REQUIREMENT - Each of the records must appear again, exactly as it was written.

Saved entries:

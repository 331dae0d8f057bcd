use spade::{DelaunayTriangulation, InsertionError, Point2 as SpadePoint2, Triangulation};

use crate::error::{BoundaryError, Result};
use crate::math::distance_2d::is_finite_point;
use crate::math::Point2;

/// Limits how far a query may be from its closest node.
///
/// A negative limit disables the check for that query.
#[derive(Debug, Clone, Default, PartialEq)]
pub enum DistanceConstraint {
    #[default]
    None,
    /// One limit for every query.
    Uniform(f64),
    /// One limit per query, in query order.
    PerQuery(Vec<f64>),
}

impl DistanceConstraint {
    fn limit(&self, query: usize) -> Option<f64> {
        match self {
            Self::None => None,
            Self::Uniform(d) => Some(*d),
            Self::PerQuery(ds) => ds.get(query).copied(),
        }
        .filter(|d| *d >= 0.0)
    }
}

/// Closest node for one query point.
#[derive(Debug, Clone, Copy, PartialEq)]
pub struct ClosestNode {
    /// Point index of the closest node, or `None` if it violates the
    /// distance constraint.
    pub node: Option<usize>,
    /// Distance from the query to the closest node.
    pub distance: f64,
}

/// Nearest-neighbour index over a subset of points.
///
/// Build once and query many times.
pub struct NodeIndex {
    triangulation: DelaunayTriangulation<SpadePoint2<f64>>,
    /// Point index for every triangulation vertex, in vertex order.
    vertex_nodes: Vec<usize>,
}

impl NodeIndex {
    /// Indexes `points[nodes[k]]` for every `k`.
    ///
    /// Nodes sharing a position are represented by the first one listed.
    ///
    /// # Errors
    ///
    /// Returns an error if `nodes` is empty, a node is out of range for
    /// `points`, or a node position cannot be indexed.
    pub fn build(nodes: &[usize], points: &[Point2]) -> Result<Self> {
        if nodes.is_empty() {
            return Err(BoundaryError::EmptyNodeSet.into());
        }

        let mut triangulation = DelaunayTriangulation::<SpadePoint2<f64>>::new();
        let mut vertex_nodes = Vec::with_capacity(nodes.len());
        for &node in nodes {
            let p = points.get(node).ok_or(BoundaryError::NodeOutOfRange {
                node,
                len: points.len(),
            })?;
            let handle = triangulation
                .insert(SpadePoint2::new(p.x, p.y))
                .map_err(|e: InsertionError| {
                    BoundaryError::InvalidCoordinates(format!("node {node}: {e}"))
                })?;
            if handle.index() == vertex_nodes.len() {
                vertex_nodes.push(node);
            }
        }

        Ok(Self {
            triangulation,
            vertex_nodes,
        })
    }

    /// Number of distinct node positions in the index.
    #[must_use]
    pub fn len(&self) -> usize {
        self.vertex_nodes.len()
    }

    /// Returns `true` if the index holds no nodes.
    #[must_use]
    pub fn is_empty(&self) -> bool {
        self.vertex_nodes.is_empty()
    }

    /// Finds the closest node to `query` and its distance.
    ///
    /// # Errors
    ///
    /// Returns an error if `query` has non-finite coordinates.
    pub fn nearest(&self, query: &Point2) -> Result<Option<(usize, f64)>> {
        if !is_finite_point(query) {
            return Err(BoundaryError::InvalidCoordinates(format!(
                "query ({}, {})",
                query.x, query.y
            ))
            .into());
        }
        let found = self
            .triangulation
            .nearest_neighbor(SpadePoint2::new(query.x, query.y))
            .and_then(|vh| {
                let node = *self.vertex_nodes.get(vh.fix().index())?;
                let pos = vh.position();
                Some((node, nalgebra::distance(&Point2::new(pos.x, pos.y), query)))
            });
        Ok(found)
    }

    /// Finds the closest node for every query, applying `constraint`.
    ///
    /// # Errors
    ///
    /// Returns an error if a per-query constraint list does not match the
    /// number of queries, or a query is not finite.
    pub fn query(
        &self,
        queries: &[Point2],
        constraint: &DistanceConstraint,
    ) -> Result<Vec<ClosestNode>> {
        if let DistanceConstraint::PerQuery(ds) = constraint {
            if ds.len() != queries.len() {
                return Err(BoundaryError::ConstraintLengthMismatch {
                    expected: queries.len(),
                    actual: ds.len(),
                }
                .into());
            }
        }

        queries
            .iter()
            .enumerate()
            .map(|(j, q)| -> Result<ClosestNode> {
                let Some((node, distance)) = self.nearest(q)? else {
                    return Err(BoundaryError::EmptyNodeSet.into());
                };
                let within = constraint.limit(j).is_none_or(|limit| distance <= limit);
                Ok(ClosestNode {
                    node: within.then_some(node),
                    distance,
                })
            })
            .collect()
    }
}

/// Finds the closest of `points[nodes[..]]` to each query point.
///
/// One-shot form of [`NodeIndex::build`] followed by [`NodeIndex::query`].
///
/// # Errors
///
/// Returns an error under the same conditions as those two calls.
pub fn find_closest_node(
    nodes: &[usize],
    points: &[Point2],
    queries: &[Point2],
    constraint: &DistanceConstraint,
) -> Result<Vec<ClosestNode>> {
    NodeIndex::build(nodes, points)?.query(queries, constraint)
}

OUTPUT OF THE EXERCISE -
repository 331dae0d8f057bcd
use spade::{DelaunayTriangulation, InsertionError, Point2 as SpadePoint2, Triangulation};

use crate::error::{BoundaryError, Result};
use crate::math::distance_2d::is_finite_point;
use crate::math::Point2;

/// Limits how far a query may be from its closest node.
///
/// A negative limit disables the check for that query.
#[derive(Debug, Clone, Default, PartialEq)]
pub enum DistanceConstraint {
    #[default]
    None,
    /// One limit for every query.
    Uniform(f64),
    /// One limit per query, in query order.
    PerQuery(Vec<f64>),
}

impl DistanceConstraint {
    fn limit(&self, query: usize) -> Option<f64> {
        match self {
            Self::None => None,
            Self::Uniform(d) => Some(*d),
            Self::PerQuery(ds) => ds.get(query).copied(),
        }
        .filter(|d| *d >= 0.0)
    }
}

/// Closest node for one query point.
#[derive(Debug, Clone, Copy, PartialEq)]
pub struct ClosestNode {
    /// Point index of the closest node, or `None` if it violates the
    /// distance constraint.
    pub node: Option<usize>,
    /// Distance from the query to the closest node.
    pub distance: f64,
}

/// Nearest-neighbour index over a subset of points.
///
/// Build once and query many times.
pub struct NodeIndex {
    triangulation: DelaunayTriangulation<SpadePoint2<f64>>,
    /// Point index for every triangulation vertex, in vertex order.
    vertex_nodes: Vec<usize>,
}

impl NodeIndex {
    /// Indexes `points[nodes[k]]` for every `k`.
    ///
    /// Nodes sharing a position are represented by the first one listed.
    ///
    /// # Errors
    ///
    /// Returns an error if `nodes` is empty, a node is out of range for
    /// `points`, or a node position cannot be indexed.
    pub fn build(nodes: &[usize], points: &[Point2]) -> Result<Self> {
        if nodes.is_empty() {
            return Err(BoundaryError::EmptyNodeSet.into());
        }

        let mut triangulation = DelaunayTriangulation::<SpadePoint2<f64>>::new();
        let mut vertex_nodes = Vec::with_capacity(nodes.len());
        for &node in nodes {
            let p = points.get(node).ok_or(BoundaryError::NodeOutOfRange {
                node,
                len: points.len(),
            })?;
            let handle = triangulation
                .insert(SpadePoint2::new(p.x, p.y))
                .map_err(|e: InsertionError| {
                    BoundaryError::InvalidCoordinates(format!("node {node}: {e}"))
                })?;
            if handle.index() == vertex_nodes.len() {
                vertex_nodes.push(node);
            }
        }

        Ok(Self {
            triangulation,
            vertex_nodes,
        })
    }

    /// Number of distinct node positions in the index.
    #[must_use]
    pub fn len(&self) -> usize {
        self.vertex_nodes.len()
    }

    /// Returns `true` if the index holds no nodes.
    #[must_use]
    pub fn is_empty(&self) -> bool {
        self.vertex_nodes.is_empty()
    }

    /// Finds the closest node to `query` and its distance.
    ///
    /// # Errors
    ///
    /// Returns an error if `query` has non-finite coordinates.
    pub fn nearest(&self, query: &Point2) -> Result<Option<(usize, f64)>> {
        if !is_finite_point(query) {
            return Err(BoundaryError::InvalidCoordinates(format!(
                "query ({}, {})",
                query.x, query.y
            ))
            .into());
        }
        let found = self
            .triangulation
            .nearest_neighbor(SpadePoint2::new(query.x, query.y))
            .and_then(|vh| {
                let node = *self.vertex_nodes.get(vh.fix().index())?;
                let pos = vh.position();
                Some((node, nalgebra::distance(&Point2::new(pos.x, pos.y), query)))
            });
        Ok(found)
    }

    /// Finds the closest node for every query, applying `constraint`.
    ///
    /// # Errors
    ///
    /// Returns an error if a per-query constraint list does not match the
    /// number of queries, or a query is not finite.
    pub fn query(
        &self,
        queries: &[Point2],
        constraint: &DistanceConstraint,
    ) -> Result<Vec<ClosestNode>> {
        if let DistanceConstraint::PerQuery(ds) = constraint {
            if ds.len() != queries.len() {
                return Err(BoundaryError::ConstraintLengthMismatch {
                    expected: queries.len(),
                    actual: ds.len(),
                }
                .into());
            }
        }

        queries
            .iter()
            .enumerate()
            .map(|(j, q)| -> Result<ClosestNode> {
                let Some((node, distance)) = self.nearest(q)? else {
                    return Err(BoundaryError::EmptyNodeSet.into());
                };
                let within = constraint.limit(j).is_none_or(|limit| distance <= limit);
                Ok(ClosestNode {
                    node: within.then_some(node),
                    distance,
                })
            })
            .collect()
    }
}

/// Finds the closest of `points[nodes[..]]` to each query point.
///
/// One-shot form of [`NodeIndex::build`] followed by [`NodeIndex::query`].
///
/// # Errors
///
/// Returns an error under the same conditions as those two calls.
pub fn find_closest_node(
    nodes: &[usize],
    points: &[Point2],
    queries: &[Point2],
    constraint: &DistanceConstraint,
) -> Result<Vec<ClosestNode>> {
    NodeIndex::build(nodes, points)?.query(queries, constraint)
}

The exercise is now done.